From the line containing "if let Err(e)" to the last line below, retype everything word for word.

━━ Task material ━━

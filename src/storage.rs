//! Local persistence for hunt progress.
//!
//! A single `SQLite` database holds every progress record the local service
//! has seen. Records are never deleted: finishing or abandoning a hunt only
//! changes the record's status, so history survives.
//!
//! ```text
//! ~/.trailhead/trailhead.sqlite
//!   progress   # one row per hunt attempt
//! ```

use std::{
    fs, io,
    path::{Path, PathBuf},
    sync::{Mutex, MutexGuard, PoisonError},
};

use rusqlite::{Connection, OptionalExtension, Row, params};
use uuid::Uuid;

use crate::model::{Progress, ProgressStatus};

/// Errors that can occur during storage operations.
#[derive(Debug, thiserror::Error)]
pub enum StorageError {
    #[error("progress not found: {0}")]
    ProgressNotFound(Uuid),

    #[error("progress already exists: {0}")]
    ProgressAlreadyExists(Uuid),

    #[error("corrupt progress record: {0}")]
    Corrupt(String),

    #[error("I/O error: {0}")]
    Io(#[from] io::Error),

    #[error("SQLite error: {0}")]
    Sqlite(#[from] rusqlite::Error),

    #[error("JSON error: {0}")]
    Json(#[from] serde_json::Error),
}

pub type Result<T> = core::result::Result<T, StorageError>;

/// A stored progress record and where it stands.
#[derive(Debug, Clone, PartialEq, Eq)]
pub struct ProgressRecord {
    pub progress: Progress,
    pub status: ProgressStatus,
}

const SCHEMA: &str = "
    CREATE TABLE IF NOT EXISTS progress (
        id             TEXT PRIMARY KEY,
        player_id      TEXT NOT NULL,
        hunt_id        TEXT NOT NULL,
        visited        TEXT NOT NULL,
        current_index  INTEGER NOT NULL,
        earned_points  INTEGER NOT NULL,
        started_at     TEXT NOT NULL,
        completed_at   TEXT,
        status         TEXT NOT NULL
    );
    CREATE INDEX IF NOT EXISTS progress_player ON progress (player_id, status);
";

const COLUMNS: &str = "id, player_id, hunt_id, visited, current_index, earned_points, \
     started_at, completed_at, status";

/// `SQLite`-backed progress storage.
pub struct Storage {
    conn: Mutex<Connection>,
}

impl Storage {
    /// Opens (or creates) the database at `path`, creating parent directories.
    pub fn open(path: impl AsRef<Path>) -> Result<Self> {
        let path = path.as_ref();
        if let Some(parent) = path.parent() {
            fs::create_dir_all(parent)?;
        }
        Self::init(Connection::open(path)?)
    }

    /// Opens a private in-memory database.
    pub fn open_in_memory() -> Result<Self> {
        Self::init(Connection::open_in_memory()?)
    }

    fn init(conn: Connection) -> Result<Self> {
        conn.execute_batch(SCHEMA)?;
        Ok(Self {
            conn: Mutex::new(conn),
        })
    }

    /// Returns the default database path: `~/.trailhead/trailhead.sqlite`.
    pub fn default_path() -> Option<PathBuf> {
        dirs::home_dir().map(|h| h.join(".trailhead").join("trailhead.sqlite"))
    }

    fn conn(&self) -> MutexGuard<'_, Connection> {
        self.conn.lock().unwrap_or_else(PoisonError::into_inner)
    }

    // ── Writes ──

    /// Stores a new active record, abandoning any earlier active attempt
    /// by the same player at the same hunt.
    pub fn begin_attempt(&self, progress: &Progress) -> Result<()> {
        let mut conn = self.conn();
        let tx = conn.transaction()?;

        let exists: bool = tx.query_row(
            "SELECT EXISTS (SELECT 1 FROM progress WHERE id = ?1)",
            [progress.id.to_string()],
            |row| row.get(0),
        )?;
        if exists {
            return Err(StorageError::ProgressAlreadyExists(progress.id));
        }

        tx.execute(
            "UPDATE progress SET status = ?1
             WHERE player_id = ?2 AND hunt_id = ?3 AND status = ?4",
            params![
                ProgressStatus::Abandoned.as_str(),
                &progress.player_id,
                &progress.hunt_id,
                ProgressStatus::Active.as_str(),
            ],
        )?;

        let row = ProgressRow::from_progress(progress, ProgressStatus::Active)?;
        tx.execute(
            &format!(
                "INSERT INTO progress ({COLUMNS}) VALUES (?1, ?2, ?3, ?4, ?5, ?6, ?7, ?8, ?9)"
            ),
            params![
                row.id,
                row.player_id,
                row.hunt_id,
                row.visited,
                row.current_index,
                row.earned_points,
                row.started_at,
                row.completed_at,
                row.status,
            ],
        )?;

        tx.commit()?;
        Ok(())
    }

    /// Overwrites a record's progress fields and status.
    pub fn update_progress(&self, progress: &Progress, status: ProgressStatus) -> Result<()> {
        let row = ProgressRow::from_progress(progress, status)?;
        let rows = self.conn().execute(
            "UPDATE progress
             SET visited = ?1, current_index = ?2, earned_points = ?3,
                 completed_at = ?4, status = ?5
             WHERE id = ?6",
            params![
                row.visited,
                row.current_index,
                row.earned_points,
                row.completed_at,
                row.status,
                row.id,
            ],
        )?;
        if rows == 0 {
            return Err(StorageError::ProgressNotFound(progress.id));
        }
        Ok(())
    }

    /// Changes only a record's status.
    pub fn set_status(&self, id: Uuid, status: ProgressStatus) -> Result<()> {
        let rows = self.conn().execute(
            "UPDATE progress SET status = ?1 WHERE id = ?2",
            params![status.as_str(), id.to_string()],
        )?;
        if rows == 0 {
            return Err(StorageError::ProgressNotFound(id));
        }
        Ok(())
    }

    // ── Reads ──

    /// Loads a single record.
    pub fn load_progress(&self, id: Uuid) -> Result<ProgressRecord> {
        self.conn()
            .query_row(
                &format!("SELECT {COLUMNS} FROM progress WHERE id = ?1"),
                [id.to_string()],
                ProgressRow::read,
            )
            .optional()?
            .ok_or(StorageError::ProgressNotFound(id))?
            .into_record()
    }

    /// The player's most recent active record, optionally for one hunt.
    pub fn active_progress(
        &self,
        player_id: &str,
        hunt_id: Option<&str>,
    ) -> Result<Option<Progress>> {
        let row = self
            .conn()
            .query_row(
                &format!(
                    "SELECT {COLUMNS} FROM progress
                     WHERE player_id = ?1 AND status = ?2 AND (?3 IS NULL OR hunt_id = ?3)
                     ORDER BY rowid DESC LIMIT 1"
                ),
                params![player_id, ProgressStatus::Active.as_str(), hunt_id],
                ProgressRow::read,
            )
            .optional()?;

        row.map(|r| r.into_record().map(|rec| rec.progress))
            .transpose()
    }

    /// The player's most recent record for a hunt, whatever its status.
    pub fn latest_progress(
        &self,
        player_id: &str,
        hunt_id: &str,
    ) -> Result<Option<ProgressRecord>> {
        self.conn()
            .query_row(
                &format!(
                    "SELECT {COLUMNS} FROM progress
                     WHERE player_id = ?1 AND hunt_id = ?2
                     ORDER BY rowid DESC LIMIT 1"
                ),
                params![player_id, hunt_id],
                ProgressRow::read,
            )
            .optional()?
            .map(ProgressRow::into_record)
            .transpose()
    }

    /// Every record for a player, newest first.
    pub fn history(&self, player_id: &str) -> Result<Vec<ProgressRecord>> {
        let conn = self.conn();
        let mut stmt = conn.prepare(&format!(
            "SELECT {COLUMNS} FROM progress WHERE player_id = ?1 ORDER BY rowid DESC"
        ))?;
        let rows = stmt.query_map([player_id], ProgressRow::read)?;

        let mut records = Vec::new();
        for row in rows {
            records.push(row?.into_record()?);
        }
        Ok(records)
    }
}

/// Column values of one `progress` row, before interpretation.
struct ProgressRow {
    id: String,
    player_id: String,
    hunt_id: String,
    visited: String,
    current_index: i64,
    earned_points: u32,
    started_at: String,
    completed_at: Option<String>,
    status: String,
}

impl ProgressRow {
    fn from_progress(progress: &Progress, status: ProgressStatus) -> Result<Self> {
        let current_index = i64::try_from(progress.current_index)
            .map_err(|_| StorageError::Corrupt("current index out of range".into()))?;
        Ok(Self {
            id: progress.id.to_string(),
            player_id: progress.player_id.clone(),
            hunt_id: progress.hunt_id.clone(),
            visited: serde_json::to_string(&progress.visited_waypoint_ids)?,
            current_index,
            earned_points: progress.earned_points,
            started_at: progress.started_at.to_string(),
            completed_at: progress.completed_at.map(|t| t.to_string()),
            status: status.as_str().to_string(),
        })
    }

    fn read(row: &Row<'_>) -> rusqlite::Result<Self> {
        Ok(Self {
            id: row.get(0)?,
            player_id: row.get(1)?,
            hunt_id: row.get(2)?,
            visited: row.get(3)?,
            current_index: row.get(4)?,
            earned_points: row.get(5)?,
            started_at: row.get(6)?,
            completed_at: row.get(7)?,
            status: row.get(8)?,
        })
    }

    fn into_record(self) -> Result<ProgressRecord> {
        let id = self
            .id
            .parse::<Uuid>()
            .map_err(|e| StorageError::Corrupt(format!("invalid progress id: {e}")))?;
        let current_index = usize::try_from(self.current_index)
            .map_err(|_| StorageError::Corrupt(format!("invalid index {}", self.current_index)))?;
        let started_at = self
            .started_at
            .parse::<jiff::Timestamp>()
            .map_err(|e| StorageError::Corrupt(format!("invalid started_at: {e}")))?;
        let completed_at = self
            .completed_at
            .map(|s| s.parse::<jiff::Timestamp>())
            .transpose()
            .map_err(|e| StorageError::Corrupt(format!("invalid completed_at: {e}")))?;
        let status = ProgressStatus::parse(&self.status)
            .ok_or_else(|| StorageError::Corrupt(format!("unknown status: {}", self.status)))?;

        let progress = Progress {
            id,
            player_id: self.player_id,
            hunt_id: self.hunt_id,
            visited_waypoint_ids: serde_json::from_str(&self.visited)?,
            current_index,
            earned_points: self.earned_points,
            started_at,
            completed: completed_at.is_some(),
            completed_at,
        };

        Ok(ProgressRecord { progress, status })
    }
}
mod catalog;
mod cli;
mod config;
mod error;
mod geo;
mod identity;
mod location;
mod model;
mod progress;
mod proximity;
mod service;
mod session;
mod storage;

use std::{io, process};

use clap::Parser;

use cli::Cli;
use config::Config;

#[tokio::main]
async fn main() {
    let cli = Cli::parse();

    tracing_subscriber::fmt()
        .with_writer(io::stderr)
        .with_max_level(cli.log_level())
        .with_target(false)
        .init();

    let config = match Config::load() {
        Ok(c) => c,
        Err(e) => {
            eprintln!("Error: {e}");
            process::exit(1);
        }
    };

    if let Err(e) = cli::run(cli, &config).await {
        eprintln!("Error: {e}");
        process::exit(1);
    }
}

━━━

Solution to this task:
    if let Err(e) = cli::run(cli, &config).await {
        eprintln!("Error: {e}");
        process::exit(1);
    }
}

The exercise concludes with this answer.